You are viewing a deprecated version of our API Reference. Please visit the up-to-date documentation.

Scan test output format (JSON)

The output format for a scan test in output_json (returned by get_output) for vulnerability scans (Website Scan, Network Vulnerability Scanner, SQLi Scanner, XSS Scan, Wordpress Scanner, Drupal Scanner).

Response

Attributes
Attribute
id
Type
integer
Attribute
name
Type
string

The name of the finding.

Attribute
test_id
Type
integer
Attribute
test_name
Type
string

Value: "default"

Attribute
test_description
Type
string

A description of the test. Example: "Checking for website technologies...".

Attribute
test_finished
Type
boolean

Set to true when the scan test finished running.

Attribute
confirmed
Type
boolean

The value is true if the finding has a high certainty of not being a false positive.

Attribute
cve
Type
string

The CVE associated with the finding. Values can be in following formats: None, "", "CVE-2017-3167, CVE-2017-3169".

Attribute
cvss
Type
string

The CVSS of the finding. Will be set to "-1" if the finding does not have one. Example: "-1", "7.5".

Attribute
vuln_description
Type
string

A short description of the finding. Example: "Vulnerabilities found for server-side software".

Attribute
vuln_evidence
Type
object

The evidence for the finding.

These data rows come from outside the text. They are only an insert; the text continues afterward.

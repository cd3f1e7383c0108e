//! Block data sources.
//!
//! The host's query facility is an external collaborator; this module only
//! defines the seam ([`BlockSource`]) and an in-memory implementation used by
//! the CLI and tests.

use async_trait::async_trait;
use blockcard_core::{BlockNode, Error, Result};
use std::collections::HashMap;
use std::sync::Arc;

/// Asynchronous access to the host's block data.
///
/// `Err` means the source could not answer (API missing, request failed);
/// `Ok(None)` means the source answered and the uid does not exist.
#[async_trait]
pub trait BlockSource: Send + Sync {
    /// Fetch a block with its full descendant tree.
    async fn fetch_block_tree(&self, uid: &str) -> Result<Option<BlockNode>>;

    /// Fetch a single block's raw text.
    async fn fetch_block_text(&self, uid: &str) -> Result<Option<String>>;
}

#[async_trait]
impl<S: BlockSource + ?Sized> BlockSource for Arc<S> {
    async fn fetch_block_tree(&self, uid: &str) -> Result<Option<BlockNode>> {
        (**self).fetch_block_tree(uid).await
    }

    async fn fetch_block_text(&self, uid: &str) -> Result<Option<String>> {
        (**self).fetch_block_text(uid).await
    }
}

/// Block source backed by trees held in memory.
///
/// Every node of every inserted tree is indexed by uid, so any descendant
/// can be fetched as the root of its own subtree.
#[derive(Debug, Default, Clone)]
pub struct MemoryBlockSource {
    blocks: HashMap<String, BlockNode>,
}

impl MemoryBlockSource {
    pub fn new() -> Self {
        Self::default()
    }

    /// Build a source from root trees.
    pub fn from_trees(trees: impl IntoIterator<Item = BlockNode>) -> Self {
        let mut source = Self::new();
        for tree in trees {
            source.insert(tree);
        }
        source
    }

    /// Load trees from JSON: either one block object or an array of them.
    /// Both plain keys and the host's `:block/...` pull keys are accepted.
    pub fn from_json(json: &str) -> Result<Self> {
        let value: serde_json::Value = serde_json::from_str(json)?;
        let trees: Vec<BlockNode> = match value {
            serde_json::Value::Array(_) => serde_json::from_value(value)?,
            serde_json::Value::Object(_) => vec![serde_json::from_value(value)?],
            other => {
                return Err(Error::parse_error(format!(
                    "expected a block object or array, found {}",
                    json_kind(&other)
                )));
            }
        };
        Ok(Self::from_trees(trees))
    }

    /// Index a tree and all of its descendants.
    pub fn insert(&mut self, tree: BlockNode) {
        for child in &tree.children {
            self.insert(child.clone());
        }
        if !tree.uid.is_empty() {
            self.blocks.insert(tree.uid.clone(), tree);
        }
    }

    pub fn len(&self) -> usize {
        self.blocks.len()
    }

    pub fn is_empty(&self) -> bool {
        self.blocks.is_empty()
    }
}

fn json_kind(value: &serde_json::Value) -> &'static str {
    match value {
        serde_json::Value::Null => "null",
        serde_json::Value::Bool(_) => "boolean",
        serde_json::Value::Number(_) => "number",
        serde_json::Value::String(_) => "string",
        serde_json::Value::Array(_) => "array",
        serde_json::Value::Object(_) => "object",
    }
}

#[async_trait]
impl BlockSource for MemoryBlockSource {
    async fn fetch_block_tree(&self, uid: &str) -> Result<Option<BlockNode>> {
        Ok(self.blocks.get(uid).cloned())
    }

    async fn fetch_block_text(&self, uid: &str) -> Result<Option<String>> {
        Ok(self.blocks.get(uid).map(|b| b.string.clone()))
    }
}
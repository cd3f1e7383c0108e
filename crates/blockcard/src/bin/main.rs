//! Blockcard CLI

use blockcard::cli::{self, Args};
use clap::Parser;

#[tokio::main]
async fn main() -> anyhow::Result<()> {
    let args = Args::parse();

    // Logs go to stderr so stdout stays valid JSON
    env_logger::Builder::from_env(env_logger::Env::default().default_filter_or("warn")).init();

    log::debug!("Blockcard v{}", env!("CARGO_PKG_VERSION"));
    let output = cli::run(&args).await?;
    println!("{}", output);
    Ok(())
}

It can have multiple formats in the data field, given by the type attribute.

Attribute
risk_description
Type
string

A description of the risk associated with the finding.

Attribute
risk_level
Type
string

The value can be:

  • "0" - Informational
  • "1" - Low
  • "2" - Medium
  • "3" - High
Attribute
screenshots
Type
object

An object holding the screenshot for this finding in base64 format.

Attribute
status
Type
integer

The value can be:

  • 0 - Open
  • 1 - False positive
  • 2 - Ignored
  • 3 - Fixed
  • 4 - Accepted
Attribute
recommendation
Type
string

A short recommendation for fixing the vulnerability.

Attribute
vuln_id
Type
string

An unique identifier for the finding.

Attribute
finding_verified
Type
boolean

The value of the verified attribute in the web interface. This attribute only exists for finished scans.